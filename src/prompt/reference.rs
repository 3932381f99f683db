//! Reference context: earlier reports that feed the next prompt.
//!
//! - Step N > 1 takes the newest report of the same phase/theme at step N-1.
//! - Step 1 of a later phase takes, for every theme of the previous phase,
//!   the newest report at that theme's highest recorded step.
//! - The first phase's step 1 has no reference.

use crate::config::SystemConfig;
use crate::error::{BsrsError, Result};
use crate::output::{ArtifactIndex, ArtifactKind};
use std::path::Path;

/// Collect the reference text for one template, truncated to
/// `max_reference_chars`.
pub fn gather_reference_context(
    system: &SystemConfig,
    index: &ArtifactIndex,
    phase: &str,
    theme: &str,
    step: u32,
) -> Result<String> {
    let text = if step > 1 {
        match index.newest(phase, theme, step - 1, ArtifactKind::Report) {
            Some(report) => read_report(&report.path)?,
            None => {
                tracing::info!(phase, theme, step = step - 1, "no report recorded for previous step");
                String::new()
            }
        }
    } else if let Some(previous) = system.previous_phase(phase) {
        let mut sections = Vec::new();
        for prev_theme in &previous.themes {
            let Some(report) =
                index.newest_final_step(&previous.id, &prev_theme.id, ArtifactKind::Report)
            else {
                continue;
            };
            sections.push(format!(
                "## {} / {}\n\n{}",
                previous.label,
                prev_theme.name,
                read_report(&report.path)?
            ));
        }
        if sections.is_empty() {
            tracing::info!(phase = %previous.id, "no reports recorded for previous phase");
        }
        sections.join("\n\n")
    } else {
        String::new()
    };

    Ok(truncate_reference(&text, system.max_reference_chars))
}

/// Cut `text` to at most `max_chars` characters, marking the cut.
pub fn truncate_reference(text: &str, max_chars: usize) -> String {
    match text.char_indices().nth(max_chars) {
        None => text.to_string(),
        Some((byte_index, _)) => {
            tracing::debug!(max_chars, "truncating reference context");
            format!(
                "{}\n\n[... reference truncated at {} characters]",
                text[..byte_index].trim_end(),
                max_chars
            )
        }
    }
}

fn read_report(path: &Path) -> Result<String> {
    std::fs::read_to_string(path)
        .map(|content| content.trim().to_string())
        .map_err(|e| {
            BsrsError::UserError(format!(
                "failed to read report '{}': {}",
                path.display(),
                e
            ))
        })
}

ACTIVITY |
Nothing beyond the line that contains "a later phase" belongs in the answer; reproduce the entries exactly from their first line through it.

SOLUTION |
filename src/prompt/reference.rs
repository 3932381f99f683db
//! Reference context: earlier reports that feed the next prompt.
//!
//! - Step N > 1 takes the newest report of the same phase/theme at step N-1.
//! - Step 1 of a later phase takes, for every theme of the previous phase,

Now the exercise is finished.